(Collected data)
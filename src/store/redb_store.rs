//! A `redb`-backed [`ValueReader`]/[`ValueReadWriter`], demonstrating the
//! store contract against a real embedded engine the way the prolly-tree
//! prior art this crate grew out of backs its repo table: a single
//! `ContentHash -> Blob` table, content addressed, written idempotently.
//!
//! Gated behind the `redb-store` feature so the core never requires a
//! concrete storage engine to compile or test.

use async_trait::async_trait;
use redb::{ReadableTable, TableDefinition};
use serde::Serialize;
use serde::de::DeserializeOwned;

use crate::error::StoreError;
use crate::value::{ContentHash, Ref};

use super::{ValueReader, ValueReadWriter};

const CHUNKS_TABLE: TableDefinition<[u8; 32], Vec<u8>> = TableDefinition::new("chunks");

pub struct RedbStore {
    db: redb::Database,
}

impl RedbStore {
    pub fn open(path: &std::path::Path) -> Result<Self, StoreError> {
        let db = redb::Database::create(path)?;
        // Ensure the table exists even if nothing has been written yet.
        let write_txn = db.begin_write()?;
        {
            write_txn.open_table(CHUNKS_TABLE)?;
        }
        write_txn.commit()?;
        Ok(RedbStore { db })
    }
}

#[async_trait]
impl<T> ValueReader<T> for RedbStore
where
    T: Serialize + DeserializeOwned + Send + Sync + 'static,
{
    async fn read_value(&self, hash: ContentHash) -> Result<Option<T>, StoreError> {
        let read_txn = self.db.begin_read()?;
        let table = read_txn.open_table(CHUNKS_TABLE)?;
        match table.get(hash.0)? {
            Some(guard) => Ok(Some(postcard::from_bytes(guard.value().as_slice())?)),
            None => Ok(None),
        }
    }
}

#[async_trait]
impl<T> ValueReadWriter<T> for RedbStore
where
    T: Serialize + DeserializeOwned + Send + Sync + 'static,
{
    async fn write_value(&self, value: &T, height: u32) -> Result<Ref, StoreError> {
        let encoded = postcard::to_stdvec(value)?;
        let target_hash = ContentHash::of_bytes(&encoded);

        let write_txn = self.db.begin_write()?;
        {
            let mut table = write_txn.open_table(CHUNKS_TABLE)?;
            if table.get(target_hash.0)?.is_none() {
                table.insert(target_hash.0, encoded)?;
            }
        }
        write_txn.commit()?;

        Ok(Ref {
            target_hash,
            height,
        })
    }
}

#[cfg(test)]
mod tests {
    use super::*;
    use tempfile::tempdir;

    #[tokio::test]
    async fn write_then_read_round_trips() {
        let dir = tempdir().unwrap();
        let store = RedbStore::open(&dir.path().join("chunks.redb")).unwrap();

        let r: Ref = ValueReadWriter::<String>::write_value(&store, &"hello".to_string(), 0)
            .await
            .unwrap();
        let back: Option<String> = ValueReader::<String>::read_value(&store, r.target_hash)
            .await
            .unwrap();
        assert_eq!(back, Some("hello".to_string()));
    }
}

--

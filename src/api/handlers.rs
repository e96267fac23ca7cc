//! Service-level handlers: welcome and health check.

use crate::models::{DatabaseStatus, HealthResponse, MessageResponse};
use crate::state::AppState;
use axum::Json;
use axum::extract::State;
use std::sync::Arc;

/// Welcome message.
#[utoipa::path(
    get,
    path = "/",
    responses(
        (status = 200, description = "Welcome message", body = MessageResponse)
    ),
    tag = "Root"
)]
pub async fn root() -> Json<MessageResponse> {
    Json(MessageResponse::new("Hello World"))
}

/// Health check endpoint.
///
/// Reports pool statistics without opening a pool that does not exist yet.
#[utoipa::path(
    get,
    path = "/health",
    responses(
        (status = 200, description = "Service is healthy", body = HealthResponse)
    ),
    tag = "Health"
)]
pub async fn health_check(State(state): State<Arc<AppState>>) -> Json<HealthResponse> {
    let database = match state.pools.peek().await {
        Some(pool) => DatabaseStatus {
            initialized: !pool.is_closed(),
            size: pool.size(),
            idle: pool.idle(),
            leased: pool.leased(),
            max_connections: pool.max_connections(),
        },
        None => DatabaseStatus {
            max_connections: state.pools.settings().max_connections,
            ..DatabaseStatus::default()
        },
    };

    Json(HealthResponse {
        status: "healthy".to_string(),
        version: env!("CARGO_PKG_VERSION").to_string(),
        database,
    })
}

◆ Work item:
Among the lines above, find those holding "unwrap" and copy each one.

◆ Exercise solution:
        let dir = tempdir().unwrap();
        let store = RedbStore::open(&dir.path().join("chunks.redb")).unwrap();
            .unwrap();
            .unwrap();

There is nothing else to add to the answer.